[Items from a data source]
..............................

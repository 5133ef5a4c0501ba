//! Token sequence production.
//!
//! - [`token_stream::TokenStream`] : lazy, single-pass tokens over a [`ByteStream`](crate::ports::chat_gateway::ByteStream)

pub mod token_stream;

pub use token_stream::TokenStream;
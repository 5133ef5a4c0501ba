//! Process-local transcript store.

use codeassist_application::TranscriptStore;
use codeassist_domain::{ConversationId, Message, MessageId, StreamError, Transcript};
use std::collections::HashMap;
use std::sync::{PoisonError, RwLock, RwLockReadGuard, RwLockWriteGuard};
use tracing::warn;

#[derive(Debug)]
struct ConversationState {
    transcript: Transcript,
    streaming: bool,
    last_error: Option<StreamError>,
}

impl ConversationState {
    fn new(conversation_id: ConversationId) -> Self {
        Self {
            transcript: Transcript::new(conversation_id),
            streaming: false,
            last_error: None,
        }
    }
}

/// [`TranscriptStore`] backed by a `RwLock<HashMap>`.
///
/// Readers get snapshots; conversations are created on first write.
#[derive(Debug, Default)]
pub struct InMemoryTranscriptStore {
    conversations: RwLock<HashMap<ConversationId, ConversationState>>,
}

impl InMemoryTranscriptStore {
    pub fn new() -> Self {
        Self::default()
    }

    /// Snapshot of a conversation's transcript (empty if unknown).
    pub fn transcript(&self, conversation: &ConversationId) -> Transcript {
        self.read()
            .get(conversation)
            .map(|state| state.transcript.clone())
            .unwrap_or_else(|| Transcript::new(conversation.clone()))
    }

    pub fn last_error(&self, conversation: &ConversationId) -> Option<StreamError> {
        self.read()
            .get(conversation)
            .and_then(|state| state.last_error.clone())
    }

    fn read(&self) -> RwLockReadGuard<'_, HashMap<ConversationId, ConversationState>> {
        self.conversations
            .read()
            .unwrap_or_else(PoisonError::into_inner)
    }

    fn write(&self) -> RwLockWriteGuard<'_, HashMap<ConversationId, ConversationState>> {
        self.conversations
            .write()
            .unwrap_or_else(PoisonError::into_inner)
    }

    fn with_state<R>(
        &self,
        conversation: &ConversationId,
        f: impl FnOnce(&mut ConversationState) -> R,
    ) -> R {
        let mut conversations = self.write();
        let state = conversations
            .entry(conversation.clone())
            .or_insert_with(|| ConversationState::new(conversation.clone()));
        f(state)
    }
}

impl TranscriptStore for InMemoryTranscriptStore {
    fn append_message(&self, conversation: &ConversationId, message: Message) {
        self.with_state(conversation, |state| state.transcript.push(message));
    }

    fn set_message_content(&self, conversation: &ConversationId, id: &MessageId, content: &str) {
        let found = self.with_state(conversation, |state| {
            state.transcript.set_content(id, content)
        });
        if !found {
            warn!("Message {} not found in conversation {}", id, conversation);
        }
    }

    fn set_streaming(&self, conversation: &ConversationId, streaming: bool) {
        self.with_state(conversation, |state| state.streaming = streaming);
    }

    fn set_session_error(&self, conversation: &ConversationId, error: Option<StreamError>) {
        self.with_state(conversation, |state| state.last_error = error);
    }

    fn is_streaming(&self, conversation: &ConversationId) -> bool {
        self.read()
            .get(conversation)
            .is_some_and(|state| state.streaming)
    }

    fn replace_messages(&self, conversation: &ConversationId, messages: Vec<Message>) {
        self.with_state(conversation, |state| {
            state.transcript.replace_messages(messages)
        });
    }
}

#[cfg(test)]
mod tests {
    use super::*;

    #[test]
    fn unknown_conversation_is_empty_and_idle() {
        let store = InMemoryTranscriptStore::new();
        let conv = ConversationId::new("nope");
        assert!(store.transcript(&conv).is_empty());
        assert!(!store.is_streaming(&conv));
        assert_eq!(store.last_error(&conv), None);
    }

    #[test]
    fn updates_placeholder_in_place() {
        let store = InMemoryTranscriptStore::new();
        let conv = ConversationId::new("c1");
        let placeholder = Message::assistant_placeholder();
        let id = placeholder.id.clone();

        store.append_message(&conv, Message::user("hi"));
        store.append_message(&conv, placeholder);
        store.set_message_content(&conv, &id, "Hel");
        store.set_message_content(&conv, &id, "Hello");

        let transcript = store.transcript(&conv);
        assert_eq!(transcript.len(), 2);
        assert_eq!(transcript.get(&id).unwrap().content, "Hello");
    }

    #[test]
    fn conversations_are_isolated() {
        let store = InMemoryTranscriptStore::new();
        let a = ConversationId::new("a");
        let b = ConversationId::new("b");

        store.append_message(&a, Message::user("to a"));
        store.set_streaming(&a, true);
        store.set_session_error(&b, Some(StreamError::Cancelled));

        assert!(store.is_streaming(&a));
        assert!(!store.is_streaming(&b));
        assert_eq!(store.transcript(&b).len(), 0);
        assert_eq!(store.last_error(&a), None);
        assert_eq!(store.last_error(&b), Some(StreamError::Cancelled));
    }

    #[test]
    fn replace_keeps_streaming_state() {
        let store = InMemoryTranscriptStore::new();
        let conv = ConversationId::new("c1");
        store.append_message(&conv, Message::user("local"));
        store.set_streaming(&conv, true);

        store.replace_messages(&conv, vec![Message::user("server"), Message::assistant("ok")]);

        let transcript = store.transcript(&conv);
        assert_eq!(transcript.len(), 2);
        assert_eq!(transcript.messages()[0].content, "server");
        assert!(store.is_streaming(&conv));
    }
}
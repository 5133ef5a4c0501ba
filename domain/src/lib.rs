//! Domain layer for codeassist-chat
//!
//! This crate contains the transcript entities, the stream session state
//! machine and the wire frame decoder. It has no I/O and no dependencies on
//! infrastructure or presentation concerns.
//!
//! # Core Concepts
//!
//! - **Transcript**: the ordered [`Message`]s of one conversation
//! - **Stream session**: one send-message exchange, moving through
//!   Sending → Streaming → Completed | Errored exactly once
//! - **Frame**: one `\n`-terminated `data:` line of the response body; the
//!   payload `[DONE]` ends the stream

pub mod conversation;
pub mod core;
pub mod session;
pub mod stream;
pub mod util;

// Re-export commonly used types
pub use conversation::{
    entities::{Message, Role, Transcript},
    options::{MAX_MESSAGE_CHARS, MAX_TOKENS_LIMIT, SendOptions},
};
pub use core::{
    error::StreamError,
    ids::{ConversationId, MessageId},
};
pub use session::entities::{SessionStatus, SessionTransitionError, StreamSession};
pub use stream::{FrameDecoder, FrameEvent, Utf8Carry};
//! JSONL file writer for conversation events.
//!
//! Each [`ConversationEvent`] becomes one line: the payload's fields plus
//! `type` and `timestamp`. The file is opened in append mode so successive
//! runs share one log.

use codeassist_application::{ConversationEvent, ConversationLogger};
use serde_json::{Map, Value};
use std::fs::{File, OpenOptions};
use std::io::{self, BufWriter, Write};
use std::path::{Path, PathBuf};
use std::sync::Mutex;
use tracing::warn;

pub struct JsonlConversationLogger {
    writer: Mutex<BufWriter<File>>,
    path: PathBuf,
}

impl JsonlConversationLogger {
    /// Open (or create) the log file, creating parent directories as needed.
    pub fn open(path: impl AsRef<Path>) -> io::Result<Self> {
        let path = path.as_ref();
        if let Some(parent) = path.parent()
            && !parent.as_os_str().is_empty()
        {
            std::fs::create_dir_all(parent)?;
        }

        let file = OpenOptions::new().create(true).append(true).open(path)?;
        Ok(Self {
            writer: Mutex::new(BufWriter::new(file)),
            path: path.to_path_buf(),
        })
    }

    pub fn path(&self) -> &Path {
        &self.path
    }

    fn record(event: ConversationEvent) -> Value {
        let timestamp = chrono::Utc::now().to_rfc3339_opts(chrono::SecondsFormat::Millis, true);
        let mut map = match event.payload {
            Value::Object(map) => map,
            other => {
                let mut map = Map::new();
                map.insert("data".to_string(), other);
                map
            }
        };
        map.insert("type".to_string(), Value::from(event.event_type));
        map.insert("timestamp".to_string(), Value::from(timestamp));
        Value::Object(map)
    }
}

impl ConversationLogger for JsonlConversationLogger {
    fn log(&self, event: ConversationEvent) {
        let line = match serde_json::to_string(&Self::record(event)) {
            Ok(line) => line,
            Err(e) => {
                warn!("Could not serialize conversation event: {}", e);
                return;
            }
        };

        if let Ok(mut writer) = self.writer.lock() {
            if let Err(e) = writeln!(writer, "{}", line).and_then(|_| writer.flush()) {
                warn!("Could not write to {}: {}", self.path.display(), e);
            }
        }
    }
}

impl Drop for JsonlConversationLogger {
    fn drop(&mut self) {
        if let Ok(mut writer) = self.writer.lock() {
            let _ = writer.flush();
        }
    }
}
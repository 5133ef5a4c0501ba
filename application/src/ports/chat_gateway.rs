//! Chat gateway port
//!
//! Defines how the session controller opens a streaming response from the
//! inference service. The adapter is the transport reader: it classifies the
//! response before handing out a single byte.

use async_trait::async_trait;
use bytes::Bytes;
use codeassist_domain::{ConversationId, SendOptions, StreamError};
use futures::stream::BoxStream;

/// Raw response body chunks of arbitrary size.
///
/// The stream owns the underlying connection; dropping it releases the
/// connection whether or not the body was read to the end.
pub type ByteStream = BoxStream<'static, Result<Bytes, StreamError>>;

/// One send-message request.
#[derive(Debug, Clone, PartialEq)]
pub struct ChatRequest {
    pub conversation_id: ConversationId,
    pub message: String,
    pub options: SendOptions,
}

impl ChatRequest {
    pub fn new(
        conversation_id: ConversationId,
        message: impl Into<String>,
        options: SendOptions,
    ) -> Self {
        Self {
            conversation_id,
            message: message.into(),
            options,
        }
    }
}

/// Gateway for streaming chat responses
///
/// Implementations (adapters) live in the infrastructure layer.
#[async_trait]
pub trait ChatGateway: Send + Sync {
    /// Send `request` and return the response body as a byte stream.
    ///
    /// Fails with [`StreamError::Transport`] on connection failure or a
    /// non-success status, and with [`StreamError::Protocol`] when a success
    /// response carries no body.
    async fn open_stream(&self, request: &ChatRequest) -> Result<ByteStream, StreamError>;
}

..............................

**What to produce:** Look back at the entries above. Retype the line with "let mut map = Map::new();", the line with "it releases the", and all lines in between.

**Answer:**
                let mut map = Map::new();
                map.insert("data".to_string(), other);
                map
            }
        };
        map.insert("type".to_string(), Value::from(event.event_type));
        map.insert("timestamp".to_string(), Value::from(timestamp));
        Value::Object(map)
    }
}

impl ConversationLogger for JsonlConversationLogger {
    fn log(&self, event: ConversationEvent) {
        let line = match serde_json::to_string(&Self::record(event)) {
            Ok(line) => line,
            Err(e) => {
                warn!("Could not serialize conversation event: {}", e);
                return;
            }
        };

        if let Ok(mut writer) = self.writer.lock() {
            if let Err(e) = writeln!(writer, "{}", line).and_then(|_| writer.flush()) {
                warn!("Could not write to {}: {}", self.path.display(), e);
            }
        }
    }
}

impl Drop for JsonlConversationLogger {
    fn drop(&mut self) {
        if let Ok(mut writer) = self.writer.lock() {
            let _ = writer.flush();
        }
    }
}
repository 5133ef5a4c0501ba
filename application/src/ports/chat_gateway.rs
//! Chat gateway port
//!
//! Defines how the session controller opens a streaming response from the
//! inference service. The adapter is the transport reader: it classifies the
//! response before handing out a single byte.

use async_trait::async_trait;
use bytes::Bytes;
use codeassist_domain::{ConversationId, SendOptions, StreamError};
use futures::stream::BoxStream;

/// Raw response body chunks of arbitrary size.
///
/// The stream owns the underlying connection; dropping it releases the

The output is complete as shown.